** Collected data entries **

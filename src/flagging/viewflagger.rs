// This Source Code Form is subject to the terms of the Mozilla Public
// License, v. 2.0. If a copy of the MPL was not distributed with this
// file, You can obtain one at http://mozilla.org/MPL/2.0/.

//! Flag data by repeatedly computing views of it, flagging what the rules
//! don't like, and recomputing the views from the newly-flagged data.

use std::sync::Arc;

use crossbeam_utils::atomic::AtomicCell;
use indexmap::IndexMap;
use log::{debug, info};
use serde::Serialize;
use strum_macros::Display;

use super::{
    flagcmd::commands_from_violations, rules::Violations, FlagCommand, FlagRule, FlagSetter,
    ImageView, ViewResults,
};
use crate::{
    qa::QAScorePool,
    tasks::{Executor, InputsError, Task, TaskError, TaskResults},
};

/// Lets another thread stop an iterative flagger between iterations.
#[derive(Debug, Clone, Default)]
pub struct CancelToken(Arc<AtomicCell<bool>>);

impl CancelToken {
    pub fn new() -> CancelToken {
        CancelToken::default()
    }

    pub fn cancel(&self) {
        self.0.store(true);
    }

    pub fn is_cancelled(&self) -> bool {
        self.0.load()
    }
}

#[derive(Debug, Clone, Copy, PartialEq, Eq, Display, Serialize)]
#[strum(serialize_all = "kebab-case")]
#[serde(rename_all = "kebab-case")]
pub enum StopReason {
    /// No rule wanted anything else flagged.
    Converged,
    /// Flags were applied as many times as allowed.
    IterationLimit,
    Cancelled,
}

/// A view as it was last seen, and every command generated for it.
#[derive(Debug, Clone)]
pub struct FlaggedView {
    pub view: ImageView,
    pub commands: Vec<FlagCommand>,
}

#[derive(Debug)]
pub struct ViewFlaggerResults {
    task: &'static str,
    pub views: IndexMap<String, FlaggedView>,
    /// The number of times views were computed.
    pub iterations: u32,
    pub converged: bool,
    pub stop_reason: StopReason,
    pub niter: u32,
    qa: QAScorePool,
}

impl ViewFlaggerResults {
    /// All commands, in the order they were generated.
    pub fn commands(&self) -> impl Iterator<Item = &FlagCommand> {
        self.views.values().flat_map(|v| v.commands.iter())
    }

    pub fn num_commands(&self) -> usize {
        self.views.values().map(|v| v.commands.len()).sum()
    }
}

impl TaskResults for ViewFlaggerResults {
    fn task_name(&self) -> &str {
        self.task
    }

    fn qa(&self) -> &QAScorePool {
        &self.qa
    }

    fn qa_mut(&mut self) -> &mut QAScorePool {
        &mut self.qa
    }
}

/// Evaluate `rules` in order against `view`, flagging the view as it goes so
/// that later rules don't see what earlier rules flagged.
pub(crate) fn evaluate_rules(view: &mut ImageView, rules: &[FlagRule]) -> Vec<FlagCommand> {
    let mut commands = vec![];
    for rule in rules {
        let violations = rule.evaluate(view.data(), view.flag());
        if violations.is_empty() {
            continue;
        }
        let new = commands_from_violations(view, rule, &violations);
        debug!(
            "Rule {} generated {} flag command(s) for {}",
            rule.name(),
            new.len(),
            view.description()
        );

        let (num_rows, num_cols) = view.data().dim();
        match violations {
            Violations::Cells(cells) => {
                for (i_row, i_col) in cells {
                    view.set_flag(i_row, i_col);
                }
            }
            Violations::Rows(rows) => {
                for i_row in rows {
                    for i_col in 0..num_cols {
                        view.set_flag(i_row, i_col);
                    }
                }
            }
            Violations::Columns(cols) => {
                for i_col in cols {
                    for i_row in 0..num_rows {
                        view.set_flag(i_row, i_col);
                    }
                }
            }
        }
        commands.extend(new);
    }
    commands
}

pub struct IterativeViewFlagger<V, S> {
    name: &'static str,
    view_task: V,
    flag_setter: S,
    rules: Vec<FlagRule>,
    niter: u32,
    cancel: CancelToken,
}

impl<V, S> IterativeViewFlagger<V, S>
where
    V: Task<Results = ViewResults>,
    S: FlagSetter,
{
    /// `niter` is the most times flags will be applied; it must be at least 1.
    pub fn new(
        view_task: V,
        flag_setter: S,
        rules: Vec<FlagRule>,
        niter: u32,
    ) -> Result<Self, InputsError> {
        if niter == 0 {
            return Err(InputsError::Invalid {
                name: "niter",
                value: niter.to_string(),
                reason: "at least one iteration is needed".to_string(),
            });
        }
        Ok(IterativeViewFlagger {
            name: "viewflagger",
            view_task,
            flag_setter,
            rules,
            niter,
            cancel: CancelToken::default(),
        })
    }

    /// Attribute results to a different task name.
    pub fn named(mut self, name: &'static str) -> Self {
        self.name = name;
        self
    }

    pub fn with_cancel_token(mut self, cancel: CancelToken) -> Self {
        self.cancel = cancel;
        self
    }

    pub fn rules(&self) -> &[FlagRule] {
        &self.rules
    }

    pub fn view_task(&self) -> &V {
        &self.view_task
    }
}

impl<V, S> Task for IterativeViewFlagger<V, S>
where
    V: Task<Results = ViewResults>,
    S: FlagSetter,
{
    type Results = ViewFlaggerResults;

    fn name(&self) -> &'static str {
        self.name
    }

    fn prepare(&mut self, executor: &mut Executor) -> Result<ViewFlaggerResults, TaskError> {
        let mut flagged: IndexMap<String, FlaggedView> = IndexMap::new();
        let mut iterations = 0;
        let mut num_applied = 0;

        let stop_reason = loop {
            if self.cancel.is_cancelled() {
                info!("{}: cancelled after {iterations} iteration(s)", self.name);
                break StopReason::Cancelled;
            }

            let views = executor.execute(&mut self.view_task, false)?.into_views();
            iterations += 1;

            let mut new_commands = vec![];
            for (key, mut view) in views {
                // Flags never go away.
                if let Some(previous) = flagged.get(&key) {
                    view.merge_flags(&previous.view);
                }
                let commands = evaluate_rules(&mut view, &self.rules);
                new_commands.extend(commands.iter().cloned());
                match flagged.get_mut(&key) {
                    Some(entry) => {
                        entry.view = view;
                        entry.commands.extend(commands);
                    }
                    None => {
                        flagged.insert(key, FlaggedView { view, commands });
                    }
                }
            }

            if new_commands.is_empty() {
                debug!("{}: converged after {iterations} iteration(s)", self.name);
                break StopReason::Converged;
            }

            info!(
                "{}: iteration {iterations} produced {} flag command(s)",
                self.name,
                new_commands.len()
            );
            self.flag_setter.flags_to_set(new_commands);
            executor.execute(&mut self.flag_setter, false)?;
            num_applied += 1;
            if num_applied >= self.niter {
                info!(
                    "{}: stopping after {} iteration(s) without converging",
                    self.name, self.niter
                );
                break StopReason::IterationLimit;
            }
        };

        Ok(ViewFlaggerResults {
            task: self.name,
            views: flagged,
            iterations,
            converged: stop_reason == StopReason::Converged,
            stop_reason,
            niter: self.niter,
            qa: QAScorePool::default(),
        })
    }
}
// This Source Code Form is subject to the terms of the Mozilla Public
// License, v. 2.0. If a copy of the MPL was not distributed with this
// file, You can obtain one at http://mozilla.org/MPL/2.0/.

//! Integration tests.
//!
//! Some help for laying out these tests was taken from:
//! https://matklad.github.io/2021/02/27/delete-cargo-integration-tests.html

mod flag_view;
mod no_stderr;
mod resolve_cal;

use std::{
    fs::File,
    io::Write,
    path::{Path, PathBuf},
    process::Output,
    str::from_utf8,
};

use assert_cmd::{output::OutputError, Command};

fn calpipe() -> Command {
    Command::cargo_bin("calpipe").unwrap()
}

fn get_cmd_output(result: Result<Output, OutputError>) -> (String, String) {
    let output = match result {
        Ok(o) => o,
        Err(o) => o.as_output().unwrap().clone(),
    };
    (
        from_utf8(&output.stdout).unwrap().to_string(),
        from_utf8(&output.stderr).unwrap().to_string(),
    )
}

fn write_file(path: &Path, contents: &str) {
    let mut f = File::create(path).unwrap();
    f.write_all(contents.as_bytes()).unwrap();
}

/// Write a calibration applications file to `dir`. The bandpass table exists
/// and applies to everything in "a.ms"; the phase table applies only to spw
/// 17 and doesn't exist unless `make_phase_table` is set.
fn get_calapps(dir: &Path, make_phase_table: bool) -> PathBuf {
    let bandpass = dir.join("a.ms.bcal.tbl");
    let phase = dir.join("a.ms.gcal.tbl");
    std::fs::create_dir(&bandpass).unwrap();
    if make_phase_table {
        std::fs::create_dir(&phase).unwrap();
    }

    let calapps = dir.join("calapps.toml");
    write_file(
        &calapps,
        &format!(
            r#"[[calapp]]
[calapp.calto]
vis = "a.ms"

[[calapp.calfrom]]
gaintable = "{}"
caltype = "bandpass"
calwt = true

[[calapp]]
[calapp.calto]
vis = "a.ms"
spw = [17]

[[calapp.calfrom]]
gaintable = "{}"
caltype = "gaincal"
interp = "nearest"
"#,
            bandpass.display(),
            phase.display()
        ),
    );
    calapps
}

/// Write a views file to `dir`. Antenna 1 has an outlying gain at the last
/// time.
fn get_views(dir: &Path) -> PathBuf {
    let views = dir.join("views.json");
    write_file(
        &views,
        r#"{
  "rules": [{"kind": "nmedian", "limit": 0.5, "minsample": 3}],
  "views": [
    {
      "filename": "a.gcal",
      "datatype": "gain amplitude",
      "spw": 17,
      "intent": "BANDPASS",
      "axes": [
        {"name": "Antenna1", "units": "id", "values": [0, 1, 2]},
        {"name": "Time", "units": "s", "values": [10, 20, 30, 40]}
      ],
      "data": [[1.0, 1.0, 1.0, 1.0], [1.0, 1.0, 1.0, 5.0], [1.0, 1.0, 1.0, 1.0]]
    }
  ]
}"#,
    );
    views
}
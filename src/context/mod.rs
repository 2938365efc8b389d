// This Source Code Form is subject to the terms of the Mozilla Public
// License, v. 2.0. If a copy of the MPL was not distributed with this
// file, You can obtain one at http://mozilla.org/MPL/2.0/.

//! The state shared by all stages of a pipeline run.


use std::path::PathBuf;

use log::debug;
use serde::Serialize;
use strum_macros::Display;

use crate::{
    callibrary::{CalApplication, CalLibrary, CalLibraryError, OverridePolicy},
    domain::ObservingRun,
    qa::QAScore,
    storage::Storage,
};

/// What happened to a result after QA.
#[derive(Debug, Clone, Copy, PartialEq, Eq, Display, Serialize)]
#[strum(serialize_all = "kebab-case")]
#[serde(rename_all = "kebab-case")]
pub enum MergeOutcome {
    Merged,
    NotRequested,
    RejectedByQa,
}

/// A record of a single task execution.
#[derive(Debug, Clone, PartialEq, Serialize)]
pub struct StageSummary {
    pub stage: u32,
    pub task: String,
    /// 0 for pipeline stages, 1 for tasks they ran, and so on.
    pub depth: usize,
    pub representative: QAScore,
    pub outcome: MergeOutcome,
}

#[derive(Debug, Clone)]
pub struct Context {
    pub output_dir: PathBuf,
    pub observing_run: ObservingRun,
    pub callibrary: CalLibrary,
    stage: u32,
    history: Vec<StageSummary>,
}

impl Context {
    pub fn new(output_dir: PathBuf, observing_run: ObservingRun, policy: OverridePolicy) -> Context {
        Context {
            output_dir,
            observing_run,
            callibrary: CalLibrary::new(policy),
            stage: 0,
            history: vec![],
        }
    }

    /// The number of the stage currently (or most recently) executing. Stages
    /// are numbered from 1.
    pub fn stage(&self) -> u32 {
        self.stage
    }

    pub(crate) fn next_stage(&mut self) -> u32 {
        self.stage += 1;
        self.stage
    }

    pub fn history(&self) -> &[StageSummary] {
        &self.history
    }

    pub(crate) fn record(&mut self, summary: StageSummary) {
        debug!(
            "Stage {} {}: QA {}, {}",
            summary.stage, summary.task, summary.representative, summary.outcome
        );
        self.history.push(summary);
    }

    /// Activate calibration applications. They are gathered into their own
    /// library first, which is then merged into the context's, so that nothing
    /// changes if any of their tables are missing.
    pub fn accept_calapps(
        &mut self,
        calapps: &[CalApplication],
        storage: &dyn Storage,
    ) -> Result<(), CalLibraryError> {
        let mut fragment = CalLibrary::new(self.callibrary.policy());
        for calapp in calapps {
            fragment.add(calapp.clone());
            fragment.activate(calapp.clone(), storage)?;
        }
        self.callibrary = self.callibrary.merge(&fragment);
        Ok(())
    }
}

** Prompt **
Lines in the records above that carry the word "TaskError" are to be located and copied.

** Task solution **
    tasks::{Executor, InputsError, Task, TaskError, TaskResults},
    fn prepare(&mut self, executor: &mut Executor) -> Result<ViewFlaggerResults, TaskError> {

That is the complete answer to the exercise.